Picture of Structure; Click for Big Picture
Prototype : Al2O3
AFLOW prototype label : A2B3_hP60_194_3fk_cdef2k
Strukturbericht designation : $D5_{6}$
Pearson symbol : hP60
Space group number : 194
Space group symbol : $P6_{3}/mmc$
AFLOW prototype command : aflow --proto=A2B3_hP60_194_3fk_cdef2k
--params=
$a$,$c/a$,$z_{3}$,$z_{4}$,$z_{5}$,$z_{6}$,$z_{7}$,$x_{8}$,$z_{8}$,$x_{9}$,$z_{9}$,$x_{10}$,$z_{10}$


  • (Hermann, 1937) assigned this the Strukturbericht designation $D5_{6}$, calling it $\beta$–corundum, and subtitles the section with small Na2O impurities.

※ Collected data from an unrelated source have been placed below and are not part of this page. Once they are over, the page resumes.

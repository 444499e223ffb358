//! Transaction repository for JSON storage
//!
//! Manages loading and saving ledger transactions to transactions.json,
//! with indexes by budget (through allocations) and by source schedule.

use std::collections::HashMap;
use std::path::PathBuf;
use std::sync::RwLock;

use chrono::NaiveDate;

use crate::error::PaycycleError;
use crate::models::{BudgetId, ScheduleId, Transaction, TransactionId};

use super::file_io::{read_json, write_json_atomic};

/// Serializable transaction data structure
#[derive(Debug, Clone, Default, serde::Serialize, serde::Deserialize)]
struct TransactionData {
    transactions: Vec<Transaction>,
}

/// Repository for transaction persistence with indexing
pub struct TransactionRepository {
    path: PathBuf,
    data: RwLock<HashMap<TransactionId, Transaction>>,
    /// Index: budget_id -> transaction_ids (through allocations)
    by_budget: RwLock<HashMap<BudgetId, Vec<TransactionId>>>,
    /// Index: schedule_id -> transaction_ids (materialized occurrences)
    by_schedule: RwLock<HashMap<ScheduleId, Vec<TransactionId>>>,
}

impl TransactionRepository {
    /// Create a new transaction repository
    pub fn new(path: PathBuf) -> Self {
        Self {
            path,
            data: RwLock::new(HashMap::new()),
            by_budget: RwLock::new(HashMap::new()),
            by_schedule: RwLock::new(HashMap::new()),
        }
    }

    /// Load transactions from disk and build indexes
    pub fn load(&self) -> Result<(), PaycycleError> {
        let file_data: TransactionData = read_json(&self.path)?;

        let mut data = self
            .data
            .write()
            .map_err(|e| PaycycleError::Storage(format!("Failed to acquire write lock: {}", e)))?;
        let mut by_budget = self
            .by_budget
            .write()
            .map_err(|e| PaycycleError::Storage(format!("Failed to acquire write lock: {}", e)))?;
        let mut by_schedule = self
            .by_schedule
            .write()
            .map_err(|e| PaycycleError::Storage(format!("Failed to acquire write lock: {}", e)))?;

        data.clear();
        by_budget.clear();
        by_schedule.clear();

        for txn in file_data.transactions {
            let id = txn.id;
            for allocation in &txn.allocations {
                let ids = by_budget.entry(allocation.budget_id).or_default();
                if !ids.contains(&id) {
                    ids.push(id);
                }
            }
            if let Some(schedule_id) = txn.scheduled_id {
                by_schedule.entry(schedule_id).or_default().push(id);
            }
            data.insert(id, txn);
        }

        Ok(())
    }

    /// Save transactions to disk
    pub fn save(&self) -> Result<(), PaycycleError> {
        let data = self
            .data
            .read()
            .map_err(|e| PaycycleError::Storage(format!("Failed to acquire read lock: {}", e)))?;

        let mut transactions: Vec<_> = data.values().cloned().collect();
        transactions.sort_by(|a, b| a.date.cmp(&b.date).then(a.id.cmp(&b.id)));

        let file_data = TransactionData { transactions };
        write_json_atomic(&self.path, &file_data)
    }

    /// Get a transaction by ID
    pub fn get(&self, id: TransactionId) -> Result<Option<Transaction>, PaycycleError> {
        let data = self
            .data
            .read()
            .map_err(|e| PaycycleError::Storage(format!("Failed to acquire read lock: {}", e)))?;

        Ok(data.get(&id).cloned())
    }

    /// Get all transactions, ordered by (date, id) for determinism
    pub fn get_all(&self) -> Result<Vec<Transaction>, PaycycleError> {
        let data = self
            .data
            .read()
            .map_err(|e| PaycycleError::Storage(format!("Failed to acquire read lock: {}", e)))?;

        let mut transactions: Vec<_> = data.values().cloned().collect();
        transactions.sort_by(|a, b| a.date.cmp(&b.date).then(a.id.cmp(&b.id)));
        Ok(transactions)
    }

    /// Get transactions in a closed date range, ordered by (date, id)
    pub fn get_by_date_range(
        &self,
        start: NaiveDate,
        end: NaiveDate,
    ) -> Result<Vec<Transaction>, PaycycleError> {
        let all = self.get_all()?;
        Ok(all
            .into_iter()
            .filter(|t| t.date >= start && t.date <= end)
            .collect())
    }

    /// Get transactions with an allocation against a budget
    pub fn get_by_budget(&self, budget_id: BudgetId) -> Result<Vec<Transaction>, PaycycleError> {
        let data = self
            .data
            .read()
            .map_err(|e| PaycycleError::Storage(format!("Failed to acquire read lock: {}", e)))?;
        let by_budget = self
            .by_budget
            .read()
            .map_err(|e| PaycycleError::Storage(format!("Failed to acquire read lock: {}", e)))?;

        let ids = by_budget
            .get(&budget_id)
            .map(|v| v.as_slice())
            .unwrap_or(&[]);
        let mut transactions: Vec<_> = ids.iter().filter_map(|id| data.get(id).cloned()).collect();
        transactions.sort_by(|a, b| a.date.cmp(&b.date).then(a.id.cmp(&b.id)));
        Ok(transactions)
    }

    /// Get transactions materialized from a schedule
    pub fn get_by_schedule(
        &self,
        schedule_id: ScheduleId,
    ) -> Result<Vec<Transaction>, PaycycleError> {
        let data = self
            .data
            .read()
            .map_err(|e| PaycycleError::Storage(format!("Failed to acquire read lock: {}", e)))?;
        let by_schedule = self
            .by_schedule
            .read()
            .map_err(|e| PaycycleError::Storage(format!("Failed to acquire read lock: {}", e)))?;

        let ids = by_schedule
            .get(&schedule_id)
            .map(|v| v.as_slice())
            .unwrap_or(&[]);
        let mut transactions: Vec<_> = ids.iter().filter_map(|id| data.get(id).cloned()).collect();
        transactions.sort_by(|a, b| a.date.cmp(&b.date).then(a.id.cmp(&b.id)));
        Ok(transactions)
    }

    /// Whether any allocation references the given budget
    pub fn references_budget(&self, budget_id: BudgetId) -> Result<bool, PaycycleError> {
        let by_budget = self
            .by_budget
            .read()
            .map_err(|e| PaycycleError::Storage(format!("Failed to acquire read lock: {}", e)))?;

        Ok(by_budget.get(&budget_id).is_some_and(|ids| !ids.is_empty()))
    }

    /// Insert or update a transaction
    pub fn upsert(&self, txn: Transaction) -> Result<(), PaycycleError> {
        let mut data = self
            .data
            .write()
            .map_err(|e| PaycycleError::Storage(format!("Failed to acquire write lock: {}", e)))?;
        let mut by_budget = self
            .by_budget
            .write()
            .map_err(|e| PaycycleError::Storage(format!("Failed to acquire write lock: {}", e)))?;
        let mut by_schedule = self
            .by_schedule
            .write()
            .map_err(|e| PaycycleError::Storage(format!("Failed to acquire write lock: {}", e)))?;

        // Remove from old indexes if updating
        if let Some(old) = data.get(&txn.id) {
            for allocation in &old.allocations {
                if let Some(ids) = by_budget.get_mut(&allocation.budget_id) {
                    ids.retain(|&id| id != txn.id);
                }
            }
            if let Some(schedule_id) = old.scheduled_id {
                if let Some(ids) = by_schedule.get_mut(&schedule_id) {
                    ids.retain(|&id| id != txn.id);
                }
            }
        }

        // Add to new indexes
        for allocation in &txn.allocations {
            let ids = by_budget.entry(allocation.budget_id).or_default();
            if !ids.contains(&txn.id) {
                ids.push(txn.id);
            }
        }
        if let Some(schedule_id) = txn.scheduled_id {
            by_schedule.entry(schedule_id).or_default().push(txn.id);
        }

        data.insert(txn.id, txn);
        Ok(())
    }

    /// Delete a transaction; its allocations go with it
    pub fn delete(&self, id: TransactionId) -> Result<bool, PaycycleError> {
        let mut data = self
            .data
            .write()
            .map_err(|e| PaycycleError::Storage(format!("Failed to acquire write lock: {}", e)))?;
        let mut by_budget = self
            .by_budget
            .write()
            .map_err(|e| PaycycleError::Storage(format!("Failed to acquire write lock: {}", e)))?;
        let mut by_schedule = self
            .by_schedule
            .write()
            .map_err(|e| PaycycleError::Storage(format!("Failed to acquire write lock: {}", e)))?;

        if let Some(txn) = data.remove(&id) {
            for allocation in &txn.allocations {
                if let Some(ids) = by_budget.get_mut(&allocation.budget_id) {
                    ids.retain(|&tid| tid != id);
                }
            }
            if let Some(schedule_id) = txn.scheduled_id {
                if let Some(ids) = by_schedule.get_mut(&schedule_id) {
                    ids.retain(|&tid| tid != id);
                }
            }
            Ok(true)
        } else {
            Ok(false)
        }
    }

    /// Count transactions
    pub fn count(&self) -> Result<usize, PaycycleError> {
        let data = self
            .data
            .read()
            .map_err(|e| PaycycleError::Storage(format!("Failed to acquire read lock: {}", e)))?;

        Ok(data.len())
    }
}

As noted by (Gottfried, 1937) and (Le Cars, 1975), the Na impurities replace Al atoms on the ($4f$) Wyckoff positions, along with some unspecified O sites. Charge neutrality requires that some of the displaced atoms remain in the lattice, and they are moved to ($2a$) Wyckoff positions at (0 0 0) and (0 0 1/2). Here we only list the ideal structure.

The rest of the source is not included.